"""

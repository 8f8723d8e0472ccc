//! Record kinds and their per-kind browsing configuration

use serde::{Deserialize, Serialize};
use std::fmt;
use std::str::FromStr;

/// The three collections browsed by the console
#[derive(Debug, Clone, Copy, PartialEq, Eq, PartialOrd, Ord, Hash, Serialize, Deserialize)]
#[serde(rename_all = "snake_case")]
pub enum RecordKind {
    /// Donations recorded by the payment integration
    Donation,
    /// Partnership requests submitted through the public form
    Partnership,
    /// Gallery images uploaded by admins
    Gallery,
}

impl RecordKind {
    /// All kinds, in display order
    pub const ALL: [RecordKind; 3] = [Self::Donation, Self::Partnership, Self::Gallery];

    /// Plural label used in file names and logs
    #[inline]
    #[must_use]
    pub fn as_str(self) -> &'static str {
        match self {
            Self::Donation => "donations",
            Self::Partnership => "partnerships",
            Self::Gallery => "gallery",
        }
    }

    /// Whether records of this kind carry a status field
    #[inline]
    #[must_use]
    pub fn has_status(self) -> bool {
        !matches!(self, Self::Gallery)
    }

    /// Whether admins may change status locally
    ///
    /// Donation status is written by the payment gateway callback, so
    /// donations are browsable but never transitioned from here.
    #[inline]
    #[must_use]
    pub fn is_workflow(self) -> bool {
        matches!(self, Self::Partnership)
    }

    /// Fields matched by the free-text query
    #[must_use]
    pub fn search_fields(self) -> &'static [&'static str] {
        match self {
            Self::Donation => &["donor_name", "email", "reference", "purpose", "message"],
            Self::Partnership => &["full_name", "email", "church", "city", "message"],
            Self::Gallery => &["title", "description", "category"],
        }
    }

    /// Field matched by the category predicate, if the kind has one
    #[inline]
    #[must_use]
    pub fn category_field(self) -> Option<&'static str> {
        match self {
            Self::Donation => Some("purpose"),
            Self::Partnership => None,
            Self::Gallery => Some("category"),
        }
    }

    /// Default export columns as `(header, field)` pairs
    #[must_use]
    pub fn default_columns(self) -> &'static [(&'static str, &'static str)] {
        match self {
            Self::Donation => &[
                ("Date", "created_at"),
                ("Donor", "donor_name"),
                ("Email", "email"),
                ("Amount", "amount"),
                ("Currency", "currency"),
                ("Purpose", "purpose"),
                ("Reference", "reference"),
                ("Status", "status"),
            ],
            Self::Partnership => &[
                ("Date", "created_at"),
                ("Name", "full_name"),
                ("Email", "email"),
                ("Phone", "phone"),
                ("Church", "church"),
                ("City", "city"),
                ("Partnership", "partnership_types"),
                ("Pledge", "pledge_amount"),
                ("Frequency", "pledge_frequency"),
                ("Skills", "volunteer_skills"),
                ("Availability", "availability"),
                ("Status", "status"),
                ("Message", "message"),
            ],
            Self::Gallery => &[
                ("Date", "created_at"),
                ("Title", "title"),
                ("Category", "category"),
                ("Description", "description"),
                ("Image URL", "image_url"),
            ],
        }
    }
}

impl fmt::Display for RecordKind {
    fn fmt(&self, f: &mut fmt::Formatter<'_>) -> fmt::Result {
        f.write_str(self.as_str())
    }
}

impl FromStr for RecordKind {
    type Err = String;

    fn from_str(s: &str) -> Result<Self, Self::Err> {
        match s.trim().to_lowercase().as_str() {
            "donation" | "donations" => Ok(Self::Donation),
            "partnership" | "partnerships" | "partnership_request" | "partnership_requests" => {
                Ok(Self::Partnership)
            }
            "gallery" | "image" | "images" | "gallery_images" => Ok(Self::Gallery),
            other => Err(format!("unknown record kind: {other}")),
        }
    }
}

"""
"""

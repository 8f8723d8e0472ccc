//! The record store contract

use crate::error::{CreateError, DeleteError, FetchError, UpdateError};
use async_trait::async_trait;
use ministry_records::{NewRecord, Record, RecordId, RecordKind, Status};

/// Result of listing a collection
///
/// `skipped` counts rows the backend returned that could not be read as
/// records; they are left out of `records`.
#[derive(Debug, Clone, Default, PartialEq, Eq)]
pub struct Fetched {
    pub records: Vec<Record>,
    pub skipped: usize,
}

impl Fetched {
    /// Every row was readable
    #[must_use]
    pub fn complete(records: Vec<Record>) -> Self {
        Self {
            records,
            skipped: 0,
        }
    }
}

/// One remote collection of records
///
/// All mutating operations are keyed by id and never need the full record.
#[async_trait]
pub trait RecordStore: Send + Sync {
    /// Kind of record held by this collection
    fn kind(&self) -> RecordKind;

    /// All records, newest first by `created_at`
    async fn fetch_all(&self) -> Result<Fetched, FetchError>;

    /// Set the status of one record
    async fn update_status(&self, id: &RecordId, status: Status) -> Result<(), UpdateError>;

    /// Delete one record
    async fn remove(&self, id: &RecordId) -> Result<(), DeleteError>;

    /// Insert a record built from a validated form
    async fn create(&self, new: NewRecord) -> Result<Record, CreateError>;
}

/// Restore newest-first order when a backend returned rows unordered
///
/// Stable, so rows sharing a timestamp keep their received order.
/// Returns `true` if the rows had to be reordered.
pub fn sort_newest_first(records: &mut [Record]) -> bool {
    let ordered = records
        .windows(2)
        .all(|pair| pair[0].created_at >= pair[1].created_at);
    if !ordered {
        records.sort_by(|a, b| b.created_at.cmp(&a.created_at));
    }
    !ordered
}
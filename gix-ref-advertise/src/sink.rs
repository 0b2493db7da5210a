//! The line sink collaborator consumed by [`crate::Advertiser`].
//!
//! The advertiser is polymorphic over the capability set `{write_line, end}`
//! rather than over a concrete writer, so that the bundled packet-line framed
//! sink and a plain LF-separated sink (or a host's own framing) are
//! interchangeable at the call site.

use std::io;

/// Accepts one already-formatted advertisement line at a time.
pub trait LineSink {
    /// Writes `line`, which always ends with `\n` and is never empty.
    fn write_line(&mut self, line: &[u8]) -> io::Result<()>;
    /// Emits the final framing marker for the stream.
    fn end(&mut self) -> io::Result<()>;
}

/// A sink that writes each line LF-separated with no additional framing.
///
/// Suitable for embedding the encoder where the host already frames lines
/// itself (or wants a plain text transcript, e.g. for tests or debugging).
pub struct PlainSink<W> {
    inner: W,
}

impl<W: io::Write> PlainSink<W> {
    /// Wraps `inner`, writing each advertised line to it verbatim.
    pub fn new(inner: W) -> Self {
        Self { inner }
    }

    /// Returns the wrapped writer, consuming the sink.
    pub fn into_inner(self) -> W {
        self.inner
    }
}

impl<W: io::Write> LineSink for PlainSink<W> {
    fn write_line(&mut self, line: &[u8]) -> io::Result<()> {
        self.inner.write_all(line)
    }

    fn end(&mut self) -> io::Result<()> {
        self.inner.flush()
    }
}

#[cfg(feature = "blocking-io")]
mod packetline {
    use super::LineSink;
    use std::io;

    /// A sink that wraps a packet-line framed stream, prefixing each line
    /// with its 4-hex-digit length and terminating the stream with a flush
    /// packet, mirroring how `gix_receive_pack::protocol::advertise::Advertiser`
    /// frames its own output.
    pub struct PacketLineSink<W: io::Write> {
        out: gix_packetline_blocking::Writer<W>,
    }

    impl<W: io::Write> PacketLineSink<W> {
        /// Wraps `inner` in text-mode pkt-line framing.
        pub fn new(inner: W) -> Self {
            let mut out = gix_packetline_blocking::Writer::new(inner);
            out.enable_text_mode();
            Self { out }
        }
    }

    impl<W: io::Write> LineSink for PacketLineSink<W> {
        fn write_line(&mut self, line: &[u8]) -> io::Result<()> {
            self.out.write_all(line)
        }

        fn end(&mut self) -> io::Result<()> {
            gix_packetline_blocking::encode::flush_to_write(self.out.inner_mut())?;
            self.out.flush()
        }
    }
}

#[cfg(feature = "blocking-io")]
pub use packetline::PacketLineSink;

"""
"""

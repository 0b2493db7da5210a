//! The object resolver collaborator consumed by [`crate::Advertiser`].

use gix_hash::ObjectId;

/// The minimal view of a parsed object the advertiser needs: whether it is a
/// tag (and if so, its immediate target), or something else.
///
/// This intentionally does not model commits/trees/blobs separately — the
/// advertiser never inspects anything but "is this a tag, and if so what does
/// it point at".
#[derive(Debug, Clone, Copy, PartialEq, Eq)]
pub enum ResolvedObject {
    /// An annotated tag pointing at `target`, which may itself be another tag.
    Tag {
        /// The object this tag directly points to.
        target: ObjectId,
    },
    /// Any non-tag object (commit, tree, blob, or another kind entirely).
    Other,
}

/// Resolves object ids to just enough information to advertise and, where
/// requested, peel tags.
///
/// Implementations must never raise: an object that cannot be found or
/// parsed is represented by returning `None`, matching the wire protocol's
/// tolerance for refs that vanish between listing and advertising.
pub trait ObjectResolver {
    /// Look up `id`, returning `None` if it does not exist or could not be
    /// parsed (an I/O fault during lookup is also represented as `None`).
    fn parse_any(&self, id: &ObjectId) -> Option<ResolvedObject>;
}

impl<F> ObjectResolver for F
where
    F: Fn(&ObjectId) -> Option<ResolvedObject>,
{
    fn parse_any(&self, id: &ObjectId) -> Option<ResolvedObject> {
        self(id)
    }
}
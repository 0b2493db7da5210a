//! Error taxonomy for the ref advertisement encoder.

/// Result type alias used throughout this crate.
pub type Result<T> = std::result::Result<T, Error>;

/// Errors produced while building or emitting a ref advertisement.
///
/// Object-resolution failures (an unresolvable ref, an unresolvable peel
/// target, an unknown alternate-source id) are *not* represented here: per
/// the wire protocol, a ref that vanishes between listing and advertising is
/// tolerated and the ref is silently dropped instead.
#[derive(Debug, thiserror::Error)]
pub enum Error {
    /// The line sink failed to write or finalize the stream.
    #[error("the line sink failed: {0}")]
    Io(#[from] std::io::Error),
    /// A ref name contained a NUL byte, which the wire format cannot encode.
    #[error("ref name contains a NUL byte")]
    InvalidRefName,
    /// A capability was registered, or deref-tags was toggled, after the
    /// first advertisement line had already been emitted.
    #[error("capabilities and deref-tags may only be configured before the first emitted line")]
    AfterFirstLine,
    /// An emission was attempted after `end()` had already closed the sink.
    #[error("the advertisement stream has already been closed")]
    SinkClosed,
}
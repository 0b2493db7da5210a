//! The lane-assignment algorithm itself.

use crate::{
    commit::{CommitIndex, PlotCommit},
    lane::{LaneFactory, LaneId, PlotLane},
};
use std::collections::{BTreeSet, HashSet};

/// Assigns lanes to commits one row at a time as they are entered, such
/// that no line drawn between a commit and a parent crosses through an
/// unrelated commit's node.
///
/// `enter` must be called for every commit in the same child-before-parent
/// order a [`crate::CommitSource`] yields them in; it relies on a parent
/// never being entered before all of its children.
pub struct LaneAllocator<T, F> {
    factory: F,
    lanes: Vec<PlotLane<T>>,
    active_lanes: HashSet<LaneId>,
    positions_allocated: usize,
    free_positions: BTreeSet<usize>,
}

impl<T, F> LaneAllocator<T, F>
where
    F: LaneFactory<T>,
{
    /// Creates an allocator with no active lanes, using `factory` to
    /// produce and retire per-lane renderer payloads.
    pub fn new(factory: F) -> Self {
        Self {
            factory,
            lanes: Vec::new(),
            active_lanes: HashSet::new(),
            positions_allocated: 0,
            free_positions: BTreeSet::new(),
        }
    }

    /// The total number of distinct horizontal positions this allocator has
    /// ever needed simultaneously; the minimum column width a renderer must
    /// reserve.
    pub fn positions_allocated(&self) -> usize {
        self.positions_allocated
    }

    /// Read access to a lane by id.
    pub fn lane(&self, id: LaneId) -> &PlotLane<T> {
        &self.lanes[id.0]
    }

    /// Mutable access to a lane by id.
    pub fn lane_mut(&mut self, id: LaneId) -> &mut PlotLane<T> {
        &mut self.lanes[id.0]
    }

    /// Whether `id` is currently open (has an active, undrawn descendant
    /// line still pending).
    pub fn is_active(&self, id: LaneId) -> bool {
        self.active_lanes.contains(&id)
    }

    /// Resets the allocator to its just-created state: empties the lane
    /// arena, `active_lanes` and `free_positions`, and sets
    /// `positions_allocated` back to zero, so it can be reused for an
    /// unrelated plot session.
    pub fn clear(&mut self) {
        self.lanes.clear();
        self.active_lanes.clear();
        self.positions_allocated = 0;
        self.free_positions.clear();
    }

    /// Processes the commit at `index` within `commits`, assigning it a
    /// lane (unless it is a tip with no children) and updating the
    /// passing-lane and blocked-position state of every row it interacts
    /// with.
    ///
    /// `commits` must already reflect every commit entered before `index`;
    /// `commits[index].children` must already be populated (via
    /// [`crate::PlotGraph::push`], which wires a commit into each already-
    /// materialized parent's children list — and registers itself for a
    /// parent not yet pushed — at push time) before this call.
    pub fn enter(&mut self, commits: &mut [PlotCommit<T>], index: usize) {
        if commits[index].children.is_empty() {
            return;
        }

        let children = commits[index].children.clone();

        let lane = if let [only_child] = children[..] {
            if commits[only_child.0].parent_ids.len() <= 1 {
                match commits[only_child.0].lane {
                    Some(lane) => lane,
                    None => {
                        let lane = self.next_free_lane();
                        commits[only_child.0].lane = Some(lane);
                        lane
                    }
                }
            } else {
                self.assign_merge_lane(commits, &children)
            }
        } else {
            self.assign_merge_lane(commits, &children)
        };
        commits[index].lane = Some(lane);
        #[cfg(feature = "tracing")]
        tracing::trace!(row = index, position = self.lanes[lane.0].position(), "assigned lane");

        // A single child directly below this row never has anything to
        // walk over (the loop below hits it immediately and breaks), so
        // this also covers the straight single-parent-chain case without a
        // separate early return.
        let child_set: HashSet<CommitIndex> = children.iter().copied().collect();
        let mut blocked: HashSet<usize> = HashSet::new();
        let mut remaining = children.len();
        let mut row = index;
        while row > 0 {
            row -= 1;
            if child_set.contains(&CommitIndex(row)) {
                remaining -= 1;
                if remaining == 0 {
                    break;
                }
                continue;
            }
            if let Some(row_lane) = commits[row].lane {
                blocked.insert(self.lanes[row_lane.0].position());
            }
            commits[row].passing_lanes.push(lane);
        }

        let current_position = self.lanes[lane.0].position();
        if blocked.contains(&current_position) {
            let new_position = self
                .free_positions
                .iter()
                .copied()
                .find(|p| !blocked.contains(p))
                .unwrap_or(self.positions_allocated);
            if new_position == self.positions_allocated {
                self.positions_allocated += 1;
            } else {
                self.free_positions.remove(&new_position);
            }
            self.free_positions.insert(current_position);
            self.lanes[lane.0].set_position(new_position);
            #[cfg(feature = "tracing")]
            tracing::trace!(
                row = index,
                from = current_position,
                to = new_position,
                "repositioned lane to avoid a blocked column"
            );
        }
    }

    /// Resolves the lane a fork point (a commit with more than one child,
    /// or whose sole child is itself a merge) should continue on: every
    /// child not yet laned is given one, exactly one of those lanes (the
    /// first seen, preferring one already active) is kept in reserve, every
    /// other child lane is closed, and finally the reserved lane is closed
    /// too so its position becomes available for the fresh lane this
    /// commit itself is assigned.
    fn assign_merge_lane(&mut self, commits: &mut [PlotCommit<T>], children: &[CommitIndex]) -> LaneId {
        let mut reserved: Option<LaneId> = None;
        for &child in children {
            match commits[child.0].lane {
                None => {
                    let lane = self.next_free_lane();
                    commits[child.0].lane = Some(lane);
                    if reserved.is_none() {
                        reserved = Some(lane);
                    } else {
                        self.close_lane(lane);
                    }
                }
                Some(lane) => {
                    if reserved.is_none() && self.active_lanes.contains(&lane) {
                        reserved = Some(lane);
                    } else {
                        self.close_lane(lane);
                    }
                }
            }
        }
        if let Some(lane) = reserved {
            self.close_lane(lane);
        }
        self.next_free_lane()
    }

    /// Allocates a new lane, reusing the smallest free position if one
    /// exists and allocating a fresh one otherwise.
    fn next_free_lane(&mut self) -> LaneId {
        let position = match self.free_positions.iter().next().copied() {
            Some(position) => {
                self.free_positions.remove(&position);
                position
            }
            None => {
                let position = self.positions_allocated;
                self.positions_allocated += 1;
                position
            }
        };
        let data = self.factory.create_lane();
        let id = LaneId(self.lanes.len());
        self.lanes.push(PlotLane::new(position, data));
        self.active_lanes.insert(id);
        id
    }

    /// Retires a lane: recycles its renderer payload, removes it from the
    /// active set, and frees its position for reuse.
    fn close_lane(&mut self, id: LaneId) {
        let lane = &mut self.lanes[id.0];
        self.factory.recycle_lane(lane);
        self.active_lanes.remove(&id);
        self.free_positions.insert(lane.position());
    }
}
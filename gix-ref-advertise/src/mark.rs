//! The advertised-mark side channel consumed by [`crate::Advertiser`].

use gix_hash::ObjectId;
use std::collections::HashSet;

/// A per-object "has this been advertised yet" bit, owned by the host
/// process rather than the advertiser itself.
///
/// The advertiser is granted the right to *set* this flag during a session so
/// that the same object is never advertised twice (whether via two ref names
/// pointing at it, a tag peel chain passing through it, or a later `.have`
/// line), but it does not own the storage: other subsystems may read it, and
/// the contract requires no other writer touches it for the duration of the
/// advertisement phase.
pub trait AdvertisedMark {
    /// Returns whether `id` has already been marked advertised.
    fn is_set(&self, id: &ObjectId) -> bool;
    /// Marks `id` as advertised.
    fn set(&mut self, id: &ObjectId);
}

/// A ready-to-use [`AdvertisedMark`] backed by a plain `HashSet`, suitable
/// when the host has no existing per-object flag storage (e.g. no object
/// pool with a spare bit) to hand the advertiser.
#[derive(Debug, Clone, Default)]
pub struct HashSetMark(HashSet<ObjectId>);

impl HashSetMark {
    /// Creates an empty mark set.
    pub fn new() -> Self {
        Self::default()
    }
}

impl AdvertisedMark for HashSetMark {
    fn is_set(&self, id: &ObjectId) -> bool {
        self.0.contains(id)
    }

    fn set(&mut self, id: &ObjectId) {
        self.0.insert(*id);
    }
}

"""

◆ Your goal ◆
Above are the records; print exactly the lines from the line with "itself for a" to the line with "let children = commits[index].children.clone();", including both, and nothing else.

◆ Answer area ◆
    /// materialized parent's children list — and registers itself for a
    /// parent not yet pushed — at push time) before this call.
    pub fn enter(&mut self, commits: &mut [PlotCommit<T>], index: usize) {
        if commits[index].children.is_empty() {
            return;
        }

        let children = commits[index].children.clone();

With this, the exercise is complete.